## TASK GOAL
Report every line from the material that contains the word "serde".

## ENTRIES SHOWN
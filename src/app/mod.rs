//! Application layer containing business logic and shared state.

pub mod report_service;
pub mod state;

pub use report_service::{DEFAULT_CACHE_TTL_SECS, DEFAULT_FETCH_LIMIT, ReportService};
pub use state::AppState;
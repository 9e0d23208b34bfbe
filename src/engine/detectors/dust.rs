//! Dust-attack vulnerability detection.
//!
//! Tiny incoming transfers are the classic deanonymization probe: an
//! attacker sprays sub-fee amounts and watches where they move. The score
//! combines dust volume, sender repetition, round amounts, and sender
//! fan-in, each capped so no single component dominates.

use std::collections::BTreeMap;

use serde::{Deserialize, Serialize};
use utoipa::ToSchema;

use crate::domain::{RiskTier, TransactionRecord};
use crate::engine::stats::clamp01;

const MIN_SAMPLE: usize = 3;

/// Transfers under this many SOL are dust.
pub const DUST_THRESHOLD_SOL: f64 = 0.001;

/// Dust transactions before the attack flag is raised.
const DETECTION_COUNT: usize = 3;

/// Component weights (sum 1.0).
const DUST_COUNT_WEIGHT: f64 = 0.35;
const REPEAT_SENDER_WEIGHT: f64 = 0.25;
const ROUND_AMOUNT_WEIGHT: f64 = 0.20;
const UNIQUE_SENDER_WEIGHT: f64 = 0.20;

/// Dust-attack detection result.
#[derive(Debug, Clone, PartialEq, Serialize, Deserialize, ToSchema)]
#[serde(rename_all = "camelCase")]
pub struct DustAnalysis {
    pub dust_transaction_count: usize,
    pub unique_dust_senders: usize,
    /// Senders that sent dust more than once
    pub repeated_dust_senders: usize,
    /// Dust amounts that are exact multiples of 0.0001 SOL
    pub round_amount_count: usize,
    /// Combined vulnerability, in [0,1]
    pub dust_vulnerability: f64,
    pub dust_attack_detected: bool,
    /// Tiered at the shared 0.3 / 0.5 / 0.7 breakpoints
    pub linking_risk: RiskTier,
    pub interpretation: String,
}

impl DustAnalysis {
    fn empty() -> Self {
        Self {
            dust_transaction_count: 0,
            unique_dust_senders: 0,
            repeated_dust_senders: 0,
            round_amount_count: 0,
            dust_vulnerability: 0.0,
            dust_attack_detected: false,
            linking_risk: RiskTier::Low,
            interpretation: "Insufficient history for dust-attack detection.".to_string(),
        }
    }
}

fn is_round_dust(amount: f64) -> bool {
    // Exact multiple of 0.0001 SOL within a lamport of tolerance.
    let scaled = amount / 0.0001;
    (scaled - scaled.round()).abs() < 1e-5
}

/// Detect dust-attack exposure in `txs`.
#[must_use]
pub fn detect_dust_attack(txs: &[TransactionRecord]) -> DustAnalysis {
    if txs.len() < MIN_SAMPLE {
        return DustAnalysis::empty();
    }

    let dust: Vec<&TransactionRecord> = txs
        .iter()
        .filter(|t| t.amount > 0.0 && t.amount < DUST_THRESHOLD_SOL)
        .collect();

    let mut sender_counts: BTreeMap<&str, usize> = BTreeMap::new();
    for tx in &dust {
        *sender_counts.entry(tx.counterparty.as_str()).or_insert(0) += 1;
    }
    let unique_senders = sender_counts.len();
    let repeated_senders = sender_counts.values().filter(|&&c| c > 1).count();
    let round_amounts = dust.iter().filter(|t| is_round_dust(t.amount)).count();

    let vulnerability = clamp01(
        DUST_COUNT_WEIGHT * (dust.len() as f64 / 10.0).min(1.0)
            + REPEAT_SENDER_WEIGHT * (repeated_senders as f64 / 5.0).min(1.0)
            + ROUND_AMOUNT_WEIGHT * (round_amounts as f64 / 5.0).min(1.0)
            + UNIQUE_SENDER_WEIGHT * (unique_senders as f64 / 10.0).min(1.0),
    );

    let detected = dust.len() >= DETECTION_COUNT;
    let risk = RiskTier::from_vulnerability(vulnerability);

    DustAnalysis {
        dust_transaction_count: dust.len(),
        unique_dust_senders: unique_senders,
        repeated_dust_senders: repeated_senders,
        round_amount_count: round_amounts,
        dust_vulnerability: vulnerability,
        dust_attack_detected: detected,
        linking_risk: risk,
        interpretation: if detected {
            format!(
                "{} dust transfer(s) from {} sender(s); spending them would link this wallet to the attacker's tracking set.",
                dust.len(),
                unique_senders
            )
        } else {
            "No dust-attack pattern detected.".to_string()
        },
    }
}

## RESPONSE BELOW
use serde::{Deserialize, Serialize};
#[serde(rename_all = "camelCase")]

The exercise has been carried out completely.